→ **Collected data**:
━━━━━━

//! Polite Frontier main entry point
//!
//! This is the command-line interface for the polite frontier crawler.

use anyhow::Context;
use clap::Parser;
use polite_frontier::config::{load_config_with_hash, validate, Config};
use polite_frontier::crawler::run_crawl;
use std::path::PathBuf;
use tracing_subscriber::EnvFilter;

/// Polite Frontier: a polite, deduplicating web crawler
///
/// Crawls outward from seed URLs with a pool of concurrent workers. No site
/// is fetched by two workers at once or faster than the politeness delay,
/// and every domain is crawled within the limits of its robots.txt. On
/// completion, prints one `<documents> <known URLs>` line per document.
#[derive(Parser, Debug)]
#[command(name = "polite-frontier")]
#[command(version)]
#[command(about = "A polite, deduplicating web crawler", long_about = None)]
struct Cli {
    /// Path to TOML configuration file
    #[arg(value_name = "CONFIG")]
    config: PathBuf,

    /// Increase logging verbosity (-v, -vv, -vvv)
    #[arg(short, long, action = clap::ArgAction::Count)]
    verbose: u8,

    /// Suppress non-error output
    #[arg(short, long, conflicts_with = "verbose")]
    quiet: bool,

    /// Validate config and show what would be crawled without actually crawling
    #[arg(long)]
    dry_run: bool,

    /// Additional seed URL (repeatable), appended to the configured seeds
    #[arg(long = "seed", value_name = "URL")]
    seeds: Vec<String>,

    /// Override the configured number of workers
    #[arg(long, value_name = "N")]
    workers: Option<u32>,
}

#[tokio::main]
async fn main() -> anyhow::Result<()> {
    let cli = Cli::parse();

    // Setup logging based on verbosity
    setup_logging(cli.verbose, cli.quiet);

    tracing::info!("Loading configuration from: {}", cli.config.display());
    let (mut config, config_hash) = load_config_with_hash(&cli.config)
        .with_context(|| format!("Failed to load configuration from {}", cli.config.display()))?;
    tracing::info!("Configuration loaded successfully (hash: {})", config_hash);

    // Command-line overrides are validated like the file itself
    config.seeds.extend(cli.seeds);
    if let Some(workers) = cli.workers {
        config.crawler.workers = workers;
    }
    validate(&config).context("Invalid configuration after command-line overrides")?;

    if config.seeds.is_empty() {
        anyhow::bail!("No seed URLs: set `seeds` in the config or pass --seed");
    }

    if cli.dry_run {
        handle_dry_run(&config);
        return Ok(());
    }

    let report = run_crawl(config).await.context("Crawl failed")?;
    report
        .stats
        .print()
        .context("Failed to write crawl statistics")?;

    Ok(())
}

/// Sets up the logging/tracing subscriber based on verbosity level
///
/// Logs go to stderr so stdout carries only the statistics table.
fn setup_logging(verbose: u8, quiet: bool) {
    let filter = if quiet {
        // Only show errors
        EnvFilter::new("error")
    } else {
        match verbose {
            0 => EnvFilter::new("polite_frontier=info,warn"),
            1 => EnvFilter::new("polite_frontier=debug,info"),
            2 => EnvFilter::new("polite_frontier=trace,debug"),
            _ => EnvFilter::new("trace"),
        }
    };

    tracing_subscriber::fmt()
        .with_env_filter(filter)
        .with_writer(std::io::stderr)
        .with_target(false)
        .with_thread_ids(false)
        .with_file(false)
        .init();
}

/// Handles the --dry-run mode: shows what would be crawled
fn handle_dry_run(config: &Config) {
    println!("=== Polite Frontier Dry Run ===\n");

    let crawler = &config.crawler;
    println!("Crawler Configuration:");
    println!("  Workers: {}", crawler.workers);
    println!("  Unique link ceiling: {}", crawler.unique_link_ceiling);
    println!("  Dedup capacity: {}", crawler.dedup_capacity);
    println!("  Checkout timeout: {}ms", crawler.checkout_timeout_ms);
    println!("  Politeness delay: {}ms", crawler.politeness_delay_ms);
    println!("  Fetch timeout: {}ms", crawler.fetch_timeout_ms);
    println!(
        "  Admitted content types: {}",
        crawler.admitted_content_types.join(", ")
    );

    println!("\nUser Agent:");
    println!("  {}", config.user_agent.header_value());

    println!("\nOutput:");
    match &config.output.documents_path {
        Some(path) => println!("  Documents: {}", path),
        None => println!("  Documents: in memory"),
    }

    println!("\nSeeds ({}):", config.seeds.len());
    for seed in &config.seeds {
        println!("  * {}", seed);
    }

    println!("\n✓ Configuration is valid");
}
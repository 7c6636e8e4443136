//! Fixed-capacity open-addressing table of normalized URLs
//!
//! The table never grows. Keys are placed by a base-17 polynomial hash and
//! collisions are resolved by linear probing with wrap-around. A probe that
//! visits every slot without finding the key or a free slot is a
//! [`CrawlError::CapacityFault`].

use crate::CrawlError;

const HASH_BASE: u64 = 17;

/// Result of looking a key up in the table
#[derive(Debug, PartialEq, Eq)]
pub enum Probe {
    /// The key is already present
    Duplicate,

    /// The key is absent; committing the reservation stores it
    Vacant(Reservation),
}

/// A free slot found by [`DedupTable::probe`]
///
/// Dropping a reservation without committing it is the rollback: the slot
/// stays free.
#[derive(Debug, PartialEq, Eq)]
#[must_use = "an uncommitted reservation leaves the URL unrecorded"]
pub struct Reservation {
    slot: usize,
}

/// Dedup table over normalized URLs
#[derive(Debug, Clone)]
pub struct DedupTable {
    slots: Vec<Option<String>>,
    occupied: usize,
}

impl DedupTable {
    /// Creates a table with `capacity` slots
    pub fn with_capacity(capacity: usize) -> Self {
        Self {
            slots: vec![None; capacity],
            occupied: 0,
        }
    }

    pub fn capacity(&self) -> usize {
        self.slots.len()
    }

    /// Number of occupied slots (the unique URL count)
    pub fn len(&self) -> usize {
        self.occupied
    }

    pub fn is_empty(&self) -> bool {
        self.occupied == 0
    }

    /// Finds `key` or the first free slot on its probe sequence
    ///
    /// # Errors
    ///
    /// * `CrawlError::CapacityFault` - every slot is taken by other keys
    pub fn probe(&self, key: &str) -> Result<Probe, CrawlError> {
        let capacity = self.capacity();
        if capacity == 0 {
            return Err(CrawlError::CapacityFault { capacity });
        }

        let start = rolling_hash(key, capacity);
        for offset in 0..capacity {
            let slot = (start + offset) % capacity;
            match &self.slots[slot] {
                Some(existing) if existing == key => return Ok(Probe::Duplicate),
                Some(_) => continue,
                None => return Ok(Probe::Vacant(Reservation { slot })),
            }
        }

        Err(CrawlError::CapacityFault { capacity })
    }

    /// Stores `key` in a slot previously reserved for it
    pub fn commit(&mut self, reservation: Reservation, key: String) {
        let slot = &mut self.slots[reservation.slot];
        debug_assert!(slot.is_none(), "reserved slot was taken");
        *slot = Some(key);
        self.occupied += 1;
    }

    /// Returns true if `key` is already recorded
    pub fn contains(&self, key: &str) -> bool {
        matches!(self.probe(key), Ok(Probe::Duplicate))
    }
}

/// Polynomial rolling hash `sum(c_i * 17^i) mod capacity`
///
/// Computed entirely in modular arithmetic, so long keys cannot overflow.
pub fn rolling_hash(key: &str, capacity: usize) -> usize {
    if capacity == 0 {
        return 0;
    }

    let modulus = capacity as u64;
    let mut hash = 0u64;
    let mut power = 1u64;

    for c in key.chars() {
        hash = (hash + (u64::from(c) % modulus) * power) % modulus;
        power = (power * HASH_BASE) % modulus;
    }

    hash as usize
}
//! Storage module for persisting fetched documents
//!
//! This module provides the document store consumed by workers:
//! - An in-memory map, the default
//! - A SQLite database when `output.documents-path` is configured

mod memory;
mod schema;
mod sqlite;
mod traits;

pub use memory::MemoryStore;
pub use sqlite::SqliteStore;
pub use traits::{DocumentStore, StorageError, StorageResult};

use crate::config::OutputConfig;
use std::path::Path;
use std::sync::Arc;

/// Opens the document store selected by the output configuration
///
/// # Returns
///
/// * `Ok(Arc<dyn DocumentStore>)` - SQLite store if a path is set, otherwise in-memory
/// * `Err(StorageError)` - The database could not be opened
pub fn open_store(config: &OutputConfig) -> StorageResult<Arc<dyn DocumentStore>> {
    match &config.documents_path {
        Some(path) => {
            tracing::info!("Storing documents in {}", path);
            Ok(Arc::new(SqliteStore::new(Path::new(path))?))
        }
        None => {
            tracing::debug!("Storing documents in memory");
            Ok(Arc::new(MemoryStore::new()))
        }
    }
}

#[cfg(test)]
mod tests {
    use super::*;

    #[test]
    fn test_open_memory_store_by_default() {
        let store = open_store(&OutputConfig::default()).unwrap();
        store.store("a.example/x", "body").unwrap();
        assert_eq!(store.count().unwrap(), 1);
    }

    #[test]
    fn test_open_sqlite_store_with_path() {
        let dir = tempfile::tempdir().unwrap();
        let path = dir.path().join("docs.db");
        let config = OutputConfig {
            documents_path: Some(path.to_string_lossy().into_owned()),
        };

        let store = open_store(&config).unwrap();
        store.store("a.example/x", "body").unwrap();
        assert!(path.exists());
    }
}
//! In-process document store
//!
//! Bodies live for the duration of the crawl run and are dropped with the store.

use crate::storage::traits::{DocumentStore, StorageError, StorageResult};
use std::collections::HashMap;
use std::sync::Mutex;

/// Document store backed by a map from URL to body
#[derive(Debug, Default)]
pub struct MemoryStore {
    documents: Mutex<HashMap<String, String>>,
}

impl MemoryStore {
    pub fn new() -> Self {
        Self::default()
    }
}

impl DocumentStore for MemoryStore {
    fn store(&self, url: &str, body: &str) -> StorageResult<()> {
        let mut documents = self.documents.lock().map_err(|_| StorageError::Poisoned)?;
        documents.insert(url.to_string(), body.to_string());
        Ok(())
    }

    fn get(&self, url: &str) -> StorageResult<Option<String>> {
        let documents = self.documents.lock().map_err(|_| StorageError::Poisoned)?;
        Ok(documents.get(url).cloned())
    }

    fn count(&self) -> StorageResult<u64> {
        let documents = self.documents.lock().map_err(|_| StorageError::Poisoned)?;
        Ok(documents.len() as u64)
    }
}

━━━━━━

→ **What to do**: Please transcribe the data above without changes, from its first line to its "long_about = None)]" line, and leave out anything past that.

→ **Answer for this exercise**:
//! Polite Frontier main entry point
//!
//! This is the command-line interface for the polite frontier crawler.

use anyhow::Context;
use clap::Parser;
use polite_frontier::config::{load_config_with_hash, validate, Config};
use polite_frontier::crawler::run_crawl;
use std::path::PathBuf;
use tracing_subscriber::EnvFilter;

/// Polite Frontier: a polite, deduplicating web crawler
///
/// Crawls outward from seed URLs with a pool of concurrent workers. No site
/// is fetched by two workers at once or faster than the politeness delay,
/// and every domain is crawled within the limits of its robots.txt. On
/// completion, prints one `<documents> <known URLs>` line per document.
#[derive(Parser, Debug)]
#[command(name = "polite-frontier")]
#[command(version)]
#[command(about = "A polite, deduplicating web crawler", long_about = None)]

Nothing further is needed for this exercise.